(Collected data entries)

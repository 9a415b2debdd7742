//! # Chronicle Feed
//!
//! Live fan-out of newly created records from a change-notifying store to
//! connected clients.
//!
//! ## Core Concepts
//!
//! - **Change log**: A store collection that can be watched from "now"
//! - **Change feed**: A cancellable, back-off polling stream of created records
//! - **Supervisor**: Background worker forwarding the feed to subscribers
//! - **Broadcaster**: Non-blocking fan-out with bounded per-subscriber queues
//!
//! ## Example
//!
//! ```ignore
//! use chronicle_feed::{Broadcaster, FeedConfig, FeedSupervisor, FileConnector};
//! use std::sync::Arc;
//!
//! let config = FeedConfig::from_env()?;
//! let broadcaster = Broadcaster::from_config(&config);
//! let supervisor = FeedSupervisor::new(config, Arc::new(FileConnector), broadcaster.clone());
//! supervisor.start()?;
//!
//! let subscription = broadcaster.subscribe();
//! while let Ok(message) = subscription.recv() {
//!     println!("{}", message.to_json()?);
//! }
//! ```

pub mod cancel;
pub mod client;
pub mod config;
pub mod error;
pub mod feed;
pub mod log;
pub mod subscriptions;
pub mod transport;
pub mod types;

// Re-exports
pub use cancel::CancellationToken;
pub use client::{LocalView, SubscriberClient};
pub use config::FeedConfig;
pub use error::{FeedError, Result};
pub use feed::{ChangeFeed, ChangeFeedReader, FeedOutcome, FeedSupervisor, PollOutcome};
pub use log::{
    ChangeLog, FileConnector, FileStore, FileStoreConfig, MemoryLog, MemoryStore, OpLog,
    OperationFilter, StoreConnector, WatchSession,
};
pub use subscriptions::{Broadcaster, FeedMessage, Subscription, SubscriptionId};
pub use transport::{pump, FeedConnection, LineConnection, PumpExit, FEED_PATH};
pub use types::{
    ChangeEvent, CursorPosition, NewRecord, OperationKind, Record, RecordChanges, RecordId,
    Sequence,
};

---

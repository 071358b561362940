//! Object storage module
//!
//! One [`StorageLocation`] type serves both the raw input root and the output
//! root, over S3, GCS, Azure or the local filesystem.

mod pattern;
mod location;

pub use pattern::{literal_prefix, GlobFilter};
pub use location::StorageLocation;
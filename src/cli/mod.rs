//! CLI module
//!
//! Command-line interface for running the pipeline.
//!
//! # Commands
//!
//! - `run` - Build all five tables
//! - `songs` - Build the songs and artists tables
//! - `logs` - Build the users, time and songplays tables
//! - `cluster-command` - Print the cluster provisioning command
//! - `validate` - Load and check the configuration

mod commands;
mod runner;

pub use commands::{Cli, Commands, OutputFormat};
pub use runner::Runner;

Aim of the exercise
Tally how many lines of the records hold the word "root". Answer with the number only.

Reply
2